Whether you feel complete angst or absolute freedom when it comes to your divorce, one thing remains constant: Divorce isn’t easy. And when children are involved, things can get really complicated.
There’s no guidebook or article that tells you exactly what’s right and what’s wrong when it comes to dating after a divorce.
At some point, you look inside yourself and think about what feels right. Almost every divorce takes a toll on a person’s emotions and self-esteem. As a result, a few words or tips can’t erase the feelings of betrayal, disappointment, embarrassment, etc., but you have to start somewhere!
Myths about dating after divorce
There’s a predetermined amount of time to wait before dating
Being ready to date after a divorce can go either way, depending on the situation. Maybe you’ve been “over it” for years and are ready to be back on the scene minutes after signing on the dotted line. Or, maybe it’s a little bit harder. Whatever the case, you need time to reevaluate and decide in your next relationship what’s important and what you want moving forward.
My children are going to get in the way of finding someone
Chicago dating expert Stef Safran says, “While you might find many recently separated and divorced people tend to gravitate towards trying out people without children, more often than not, people with children tend to find it easier to date other people with children, or those who want children.”
You should wait to date until your kids go off to college
This isn’t necessary! If you’re in your 40s and your kids won’t go to college until you’re in your 50’s, it puts you in an entirely different age bracket and you may not want to wait. Every circumstance is different. Think about your children selflessly wanting to see you as happy as possible. According to Match.com, over two-thirds of single men on the site are interested in dating a single mom and 53 percent of single parents prefer to date someone who also has children.

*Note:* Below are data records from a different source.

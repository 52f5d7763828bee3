//! Composition of the clap parser hierarchy from a command tree
//!
//! Every node becomes a `clap::Command` carrying its whole argument scope:
//! ancestors' arguments plus its own, deeper declarations shadowing shallower
//! ones. Router levels only carry named arguments so that an inherited option
//! can be written before or after the sub-command name; positionals live on
//! leaves. At router levels a multi-valued option takes one value per
//! occurrence, so it cannot swallow the sub-command name; the resolver
//! splits `--opt a b` into `--opt a --opt b` before parsing. Named arguments
//! are never marked required at any level because a value may arrive at an
//! ancestor level; the resolver checks requiredness once values are merged.

use clap::{ArgMatches, Command};

use crate::core::node::{CommandNode, CommandTree, NodeKind};
use crate::core::scope::ArgScope;

/// Help layout shared by every node; the first line is a compatibility surface
const HELP_TEMPLATE: &str = "usage: {usage}\n\n{about-with-newline}\n{all-args}{after-help}";

/// What the top of a composed parser stands for
#[derive(Debug, Clone, PartialEq, Eq)]
pub enum ParserRoot {
    /// The tree root; sub-commands mirror the tree
    Tree,
    /// A single leaf exposed under a deprecated entry-point name
    Legacy {
        alias: String,
        leaf_path: Vec<String>,
    },
}

/// A clap command hierarchy built from a [`CommandTree`]
#[derive(Debug, Clone)]
pub struct ComposedParser {
    command: Command,
    root: ParserRoot,
}

impl ComposedParser {
    pub fn command(&self) -> &Command {
        &self.command
    }

    pub fn root(&self) -> &ParserRoot {
        &self.root
    }

    /// Parse raw tokens (without the program name)
    pub fn parse(&self, tokens: &[String]) -> Result<ArgMatches, clap::Error> {
        self.command.clone().try_get_matches_from(tokens)
    }

    /// Help text of the node at `path` below the parser's top
    ///
    /// Unknown path segments stop the descent, so the deepest known node is
    /// rendered.
    pub fn render_help<S: AsRef<str>>(&self, path: &[S]) -> String {
        fn render_at<S: AsRef<str>>(cmd: &mut Command, path: &[S]) -> String {
            if let Some((head, rest)) = path.split_first() {
                if let Some(sub) = cmd.find_subcommand_mut(head.as_ref()) {
                    return render_at(sub, rest);
                }
            }
            cmd.render_help().to_string()
        }

        let mut command = self.command.clone();
        render_at(&mut command, path)
    }

    /// Help text for `node`, whichever way this parser exposes it
    pub fn help_for(&self, node: &CommandNode) -> String {
        match &self.root {
            ParserRoot::Tree => self.render_help(&node.path()[1..]),
            ParserRoot::Legacy { .. } => self.render_help::<&str>(&[]),
        }
    }
}

/// Builds [`ComposedParser`]s
pub struct ParserTreeBuilder;

impl ParserTreeBuilder {
    /// Parser for the whole tree, rooted at the tree root
    pub fn build(tree: &CommandTree) -> ComposedParser {
        let root = tree.root();
        let command = Self::build_node(root, &ArgScope::default())
            .no_binary_name(true)
            .version(env!("CARGO_PKG_VERSION"));

        tracing::debug!(root = %root.name(), "composed parser hierarchy");
        ComposedParser {
            command,
            root: ParserRoot::Tree,
        }
    }

    /// Standalone parser for the leaf registered under legacy `alias`
    pub fn build_legacy(tree: &CommandTree, alias: &str) -> Option<ComposedParser> {
        let leaf = tree.find_legacy(alias)?;
        let scope = tree.scope_of(leaf);

        let mut command = Self::base_command(alias, leaf, alias);
        for arg in scope.iter() {
            command = command.arg(arg.to_clap_arg(true));
        }

        tracing::debug!(%alias, leaf = %leaf.command_path(), "composed legacy parser");
        Some(ComposedParser {
            command: command.no_binary_name(true),
            root: ParserRoot::Legacy {
                alias: alias.to_string(),
                leaf_path: leaf.path().to_vec(),
            },
        })
    }

    fn build_node<'a>(node: &'a CommandNode, inherited: &ArgScope<'a>) -> Command {
        let scope = inherited.extend(node.own_args());
        let mut command = Self::base_command(node.name(), node, &node.command_path());

        match node.kind() {
            NodeKind::Router(children) => {
                for arg in scope.named() {
                    let mut clap_arg = arg.to_clap_arg(false);
                    if arg.is_multiple() {
                        // one value per occurrence; the resolver splits runs of values
                        clap_arg = clap_arg.num_args(1);
                    }
                    command = command.arg(clap_arg);
                }
                command = command
                    .subcommand_required(false)
                    .disable_help_subcommand(true);
                for child in children {
                    command = command.subcommand(Self::build_node(child, &scope));
                }
            }
            NodeKind::Leaf(_) => {
                for arg in scope.iter() {
                    command = command.arg(arg.to_clap_arg(true));
                }
            }
        }
        command
    }

    fn base_command(name: &str, node: &CommandNode, display_path: &str) -> Command {
        let mut command = Command::new(name.to_string())
            .about(node.about().to_string())
            .override_usage(format!("To use, type `{display_path}`"))
            .help_template(HELP_TEMPLATE)
            .args_override_self(true);
        if let Some(text) = node.instructions() {
            command = command.after_help(text.to_string());
        }
        command
    }
}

Don’t ever talk about your ex in your new relationship
Why not? Your ex was obviously a big part of your life for a while and is the parent of your child. It’s only healthy and natural to not pretend like that relationship didn’t exist. It’s a completely unrealistic expectation not to share things about that part of your life.
Tips for moving on
After a divorce, take time to rediscover yourself. Often times, you’re faced with a new reality that you weren’t prepared for. Realizing that somewhere in the marriage — and in the journey of being a parent — you lost who you were. Divorce gives you that opportunity to not only rediscover who that person is, but also try out things you’ve always wanted to do, but might have stopped yourself from doing.
Everyone has a difference of opinion for how long it should take someone to heal and what you should be doing during that time. What is most important is that you take the time to do so. Dating coach Kimberly Koehler says, “What you are looking for is to hold yourself accountable to really making efforts to heal, rather than simply letting time and life pass by. You want to be proactive in your healing process and be honest with yourself so you can determine if you’re moving forward or standing still.”
Be considerate of the children
Once you’re ready to put yourself out there again, and you’re comfortable enough to socialize and go out on some dates, sit down with your children and share with them that you are ready to date. Ask them to share any concerns they may have and reassure them that you love them and that no one will take their place.
The past is the past
Your children will always tie you and your ex to one another. While you may be one of the lucky divorcees that has been able to maintain an amicable relationship, you must remember that you need to be able to move forward with your own life. “Some people struggle with letting go or caring too much about what their ex is doing with their life to focus on their own growth and development,” says Koehler. “You are divorced for a reason, so let go and let them live their life and you live yours.”